Fig. 3. The clonal composition changes in the majority of AML xenografts.

Fig. 3

a A representative AML case with the Loss pattern of clonal dynamics, where a subclone in the patient sample is reduced or completely lost in the xenografts. In AML-11d, the dominant clone in the patient sample, with CDKN2A and KRAS mutations, was lost in both xenografts, resulting in engraftment with one of two parental clones. Left, the percentage of cells in patient samples and corresponding xenografts estimated to carry each genetic aberration, based on variant allele frequencies of identified mutations and b-allele frequencies of copy number alterations and copy-neutral losses of heterozygosity. Colored bars indicate defining mutations for each clone. Clones are represented by the same color throughout each panel. Middle, inferred clonal hierarchy. Right, proportions of each clone at diagnosis and in PDXs. Clones were defined by the presence of one or more recurrent AML mutations, CNAs or losses of heterozygosity (indicated in bold).

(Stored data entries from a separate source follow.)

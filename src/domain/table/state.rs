use std::collections::BTreeMap;

use derive_more::Display;
use serde::{Deserialize, Serialize};

use crate::forms::toggle_membership;

use super::{column::Tabular, derive::{apply_filter, page_count}};

#[derive(Debug, Clone, Copy, PartialEq, Eq, Serialize, Deserialize)]
#[serde(rename_all = "lowercase")]
pub enum SortDirection {
    Asc,
    Desc,
}

#[derive(Debug, Clone, PartialEq, Eq, Serialize, Deserialize)]
pub struct SortSpec {
    pub column: String,
    pub direction: SortDirection,
}

#[derive(Debug, Clone, PartialEq, Eq, Serialize, Deserialize)]
pub struct ColumnFilter {
    pub column: String,
    pub value: String,
}

#[derive(Debug, Clone, Copy, PartialEq, Eq, Serialize)]
pub struct Pagination {
    pub page_index: usize,
    pub page_size: usize,
}

/// Everything a management table remembers between renders.
#[derive(Debug, Clone, PartialEq, Serialize)]
pub struct TableState {
    /// At most one entry is kept.
    pub sorting: Vec<SortSpec>,
    pub filters: Vec<ColumnFilter>,
    /// Columns missing from the map are visible.
    pub visibility: BTreeMap<String, bool>,
    pub selection: Vec<String>,
    pub pagination: Pagination,
}

#[derive(Debug, Clone, PartialEq, Eq, Deserialize)]
#[serde(tag = "action", rename_all = "snake_case")]
pub enum TableCommand {
    SetFilter {
        #[serde(default)]
        column: Option<String>,
        value: String,
    },
    ClearFilters,
    SortBy {
        column: String,
        direction: SortDirection,
    },
    ToggleSort {
        column: String,
    },
    ClearSort,
    SetColumnVisibility {
        column: String,
        visible: bool,
    },
    ToggleRowSelection {
        id: String,
    },
    NextPage,
    PreviousPage,
    GoToPage {
        index: usize,
    },
    SetPageSize {
        size: usize,
    },
}

#[derive(Debug, Display, PartialEq, Eq)]
pub enum TableError {
    #[display("unknown column '{_0}'")]
    UnknownColumn(String),

    #[display("column '{_0}' cannot be sorted")]
    NotSortable(String),

    #[display("column '{_0}' cannot be hidden")]
    NotHideable(String),

    #[display("no row with id '{_0}'")]
    UnknownRow(String),

    #[display("page size must be positive")]
    InvalidPageSize,
}

impl std::error::Error for TableError {}

impl TableState {
    pub fn new(page_size: usize) -> Self {
        TableState {
            sorting: Vec::new(),
            filters: Vec::new(),
            visibility: BTreeMap::new(),
            selection: Vec::new(),
            pagination: Pagination { page_index: 0, page_size: page_size.max(1) },
        }
    }

    pub fn is_visible(&self, column: &str) -> bool {
        self.visibility.get(column).copied().unwrap_or(true)
    }

    pub fn is_selected(&self, id: &str) -> bool {
        self.selection.iter().any(|s| s == id)
    }

    pub fn filter_value(&self, column: &str) -> Option<&str> {
        self.filters
            .iter()
            .find(|f| f.column == column)
            .map(|f| f.value.as_str())
    }

    /// Applies one reducer action. `rows` is the full source collection.
    pub fn apply<E: Tabular>(&mut self, command: TableCommand, rows: &[E]) -> Result<(), TableError> {
        match command {
            TableCommand::SetFilter { column, value } => {
                let column = column.unwrap_or_else(|| E::default_filter_column().to_string());
                require_column::<E>(&column)?;
                self.filters.retain(|f| f.column != column);
                if !value.is_empty() {
                    self.filters.push(ColumnFilter { column, value });
                }
                self.pagination.page_index = 0;
            }
            TableCommand::ClearFilters => {
                self.filters.clear();
                self.pagination.page_index = 0;
            }
            TableCommand::SortBy { column, direction } => {
                require_sortable::<E>(&column)?;
                self.sorting = vec![SortSpec { column, direction }];
            }
            TableCommand::ToggleSort { column } => {
                require_sortable::<E>(&column)?;
                let next = match self.sorting.first() {
                    Some(spec) if spec.column == column => match spec.direction {
                        SortDirection::Asc => Some(SortDirection::Desc),
                        SortDirection::Desc => None,
                    },
                    _ => Some(SortDirection::Asc),
                };
                self.sorting = next
                    .map(|direction| vec![SortSpec { column, direction }])
                    .unwrap_or_default();
            }
            TableCommand::ClearSort => self.sorting.clear(),
            TableCommand::SetColumnVisibility { column, visible } => {
                let def = E::column(&column).ok_or_else(|| TableError::UnknownColumn(column.clone()))?;
                if !visible && !def.hideable {
                    return Err(TableError::NotHideable(column));
                }
                self.visibility.insert(column, visible);
            }
            TableCommand::ToggleRowSelection { id } => {
                if !rows.iter().any(|r| r.row_id() == id) {
                    return Err(TableError::UnknownRow(id));
                }
                toggle_membership(&mut self.selection, &id);
            }
            TableCommand::NextPage => {
                let last = self.last_page_index(rows);
                if self.pagination.page_index < last {
                    self.pagination.page_index += 1;
                }
            }
            TableCommand::PreviousPage => {
                self.pagination.page_index = self.pagination.page_index.saturating_sub(1);
            }
            TableCommand::GoToPage { index } => {
                self.pagination.page_index = index.min(self.last_page_index(rows));
            }
            TableCommand::SetPageSize { size } => {
                if size == 0 {
                    return Err(TableError::InvalidPageSize);
                }
                self.pagination.page_size = size;
                self.pagination.page_index = 0;
            }
        }
        Ok(())
    }

    /// Drops a deleted row from the selection and pulls the page index back in range.
    pub fn forget_row<E: Tabular>(&mut self, id: &str, rows: &[E]) {
        self.selection.retain(|s| s != id);
        self.clamp_page(rows);
    }

    pub fn clamp_page<E: Tabular>(&mut self, rows: &[E]) {
        let last = self.last_page_index(rows);
        if self.pagination.page_index > last {
            self.pagination.page_index = last;
        }
    }

    /// Drops selections of rows that are gone after a reload and clamps the page.
    pub fn retain_known<E: Tabular>(&mut self, rows: &[E]) {
        self.selection.retain(|id| rows.iter().any(|r| r.row_id() == id));
        self.clamp_page(rows);
    }

    fn last_page_index<E: Tabular>(&self, rows: &[E]) -> usize {
        let filtered = apply_filter(rows, &self.filters).len();
        page_count(filtered, self.pagination.page_size).saturating_sub(1)
    }
}

fn require_column<E: Tabular>(column: &str) -> Result<(), TableError> {
    E::column(column)
        .map(|_| ())
        .ok_or_else(|| TableError::UnknownColumn(column.to_string()))
}

fn require_sortable<E: Tabular>(column: &str) -> Result<(), TableError> {
    match E::column(column) {
        Some(def) if def.sortable => Ok(()),
        Some(_) => Err(TableError::NotSortable(column.to_string())),
        None => Err(TableError::UnknownColumn(column.to_string())),
    }
}

#[cfg(test)]
mod tests {
    use super::*;
    use crate::table::testing::{row, Row};

    fn rows(n: usize) -> Vec<Row> {
        (0..n).map(|i| row(&format!("p{i}"), &format!("Project {i:02}"), &[])).collect()
    }

    #[test]
    fn previous_on_first_page_is_a_no_op() {
        let data = rows(3);
        let mut state = TableState::new(10);
        state.apply(TableCommand::PreviousPage, &data).unwrap();
        assert_eq!(state.pagination.page_index, 0);
    }

    #[test]
    fn next_on_last_page_is_a_no_op() {
        let data = rows(12);
        let mut state = TableState::new(10);
        state.apply(TableCommand::NextPage, &data).unwrap();
        assert_eq!(state.pagination.page_index, 1);
        state.apply(TableCommand::NextPage, &data).unwrap();
        assert_eq!(state.pagination.page_index, 1);
    }

    #[test]
    fn next_on_empty_collection_stays_on_first_page() {
        let data: Vec<Row> = Vec::new();
        let mut state = TableState::new(8);
        state.apply(TableCommand::NextPage, &data).unwrap();
        assert_eq!(state.pagination.page_index, 0);
    }

    #[test]
    fn filter_change_resets_page() {
        let data = rows(25);
        let mut state = TableState::new(10);
        state.apply(TableCommand::GoToPage { index: 2 }, &data).unwrap();
        assert_eq!(state.pagination.page_index, 2);

        state
            .apply(TableCommand::SetFilter { column: None, value: "1".into() }, &data)
            .unwrap();
        assert_eq!(state.pagination.page_index, 0);
        assert_eq!(state.filter_value("title"), Some("1"));
    }

    #[test]
    fn empty_filter_value_removes_filter() {
        let data = rows(2);
        let mut state = TableState::new(10);
        state.apply(TableCommand::SetFilter { column: None, value: "x".into() }, &data).unwrap();
        state.apply(TableCommand::SetFilter { column: None, value: String::new() }, &data).unwrap();
        assert!(state.filters.is_empty());
    }

    #[test]
    fn go_to_page_is_clamped() {
        let data = rows(12);
        let mut state = TableState::new(5);
        state.apply(TableCommand::GoToPage { index: 99 }, &data).unwrap();
        assert_eq!(state.pagination.page_index, 2);
    }

    #[test]
    fn page_size_change_resets_page_and_rejects_zero() {
        let data = rows(30);
        let mut state = TableState::new(10);
        state.apply(TableCommand::NextPage, &data).unwrap();
        state.apply(TableCommand::SetPageSize { size: 20 }, &data).unwrap();
        assert_eq!(state.pagination, Pagination { page_index: 0, page_size: 20 });
        assert_eq!(
            state.apply(TableCommand::SetPageSize { size: 0 }, &data),
            Err(TableError::InvalidPageSize)
        );
    }

    #[test]
    fn toggle_sort_cycles_through_directions() {
        let data = rows(2);
        let mut state = TableState::new(10);
        let toggle = || TableCommand::ToggleSort { column: "title".into() };

        state.apply(toggle(), &data).unwrap();
        assert_eq!(state.sorting[0].direction, SortDirection::Asc);
        state.apply(toggle(), &data).unwrap();
        assert_eq!(state.sorting[0].direction, SortDirection::Desc);
        state.apply(toggle(), &data).unwrap();
        assert!(state.sorting.is_empty());
    }

    #[test]
    fn sort_replaces_previous_spec() {
        let data = rows(2);
        let mut state = TableState::new(10);
        state
            .apply(TableCommand::SortBy { column: "title".into(), direction: SortDirection::Desc }, &data)
            .unwrap();
        state
            .apply(TableCommand::SortBy { column: "tags".into(), direction: SortDirection::Asc }, &data)
            .unwrap();
        assert_eq!(state.sorting.len(), 1);
        assert_eq!(state.sorting[0].column, "tags");
    }

    #[test]
    fn rejects_unknown_and_unsortable_columns() {
        let data = rows(1);
        let mut state = TableState::new(10);
        assert_eq!(
            state.apply(TableCommand::ToggleSort { column: "nope".into() }, &data),
            Err(TableError::UnknownColumn("nope".into()))
        );
        assert_eq!(
            state.apply(TableCommand::ToggleSort { column: "image".into() }, &data),
            Err(TableError::NotSortable("image".into()))
        );
    }

    #[test]
    fn pinned_columns_cannot_be_hidden() {
        let data = rows(1);
        let mut state = TableState::new(10);
        assert_eq!(
            state.apply(TableCommand::SetColumnVisibility { column: "title".into(), visible: false }, &data),
            Err(TableError::NotHideable("title".into()))
        );
        state
            .apply(TableCommand::SetColumnVisibility { column: "tags".into(), visible: false }, &data)
            .unwrap();
        assert!(!state.is_visible("tags"));
        assert!(state.is_visible("title"));
    }

    #[test]
    fn row_selection_toggles_membership() {
        let data = rows(3);
        let mut state = TableState::new(10);
        let toggle = |id: &str| TableCommand::ToggleRowSelection { id: id.into() };

        state.apply(toggle("p1"), &data).unwrap();
        state.apply(toggle("p2"), &data).unwrap();
        state.apply(toggle("p1"), &data).unwrap();
        assert_eq!(state.selection, vec!["p2".to_string()]);
        assert_eq!(state.apply(toggle("zz"), &data), Err(TableError::UnknownRow("zz".into())));
    }

    #[test]
    fn forgetting_last_row_of_last_page_moves_back() {
        let mut data = rows(11);
        let mut state = TableState::new(10);
        state.apply(TableCommand::NextPage, &data).unwrap();
        state.apply(TableCommand::ToggleRowSelection { id: "p10".into() }, &data).unwrap();

        data.retain(|r| r.id != "p10");
        state.forget_row("p10", &data);

        assert_eq!(state.pagination.page_index, 0);
        assert!(state.selection.is_empty());
    }

    #[test]
    fn commands_deserialize_from_tagged_json() {
        let command: TableCommand =
            serde_json::from_str(r#"{"action":"set_filter","value":"React"}"#).unwrap();
        assert_eq!(command, TableCommand::SetFilter { column: None, value: "React".into() });

        let command: TableCommand =
            serde_json::from_str(r#"{"action":"sort_by","column":"title","direction":"desc"}"#).unwrap();
        assert_eq!(
            command,
            TableCommand::SortBy { column: "title".into(), direction: SortDirection::Desc }
        );
        let command: TableCommand = serde_json::from_str(r#"{"action":"next_page"}"#).unwrap();
        assert_eq!(command, TableCommand::NextPage);
    }
}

L.D. denotes samples transplanted at minimal cell dose based on limiting dilution analysis. b A representative AML case with the Expansion pattern of clonal dynamics, where a subclone in the patient sample expands to constitute the entirety of the xenografts. In AML-34, clones with one of two different NRAS mutations and five different partial or complete losses of chromosome 7, which were all undetectable at diagnosis, expanded to generate the xenografts. The heterozygous CEP41 mutation is present in the founding clone but located on chromosome 7 and thus lost in the −7 (II) clone but retained in the −7 (I) clone. I and II denote the two alleles of chromosome 7, whereas a and b represent distinct genetic events. c A representative AML case with the Burst pattern of clonal dynamics, where a subclone in the patient sample expands in primary xenografts but is lost in secondary xenografts. In AML-11r, a small subclone with an SMC3 mutation transiently expanded to make up the majority of both primary recipients but was lost in the two secondary recipients. The +8 aberration was detected at very low frequency in the diagnostic sample by routine clinical karyotyping.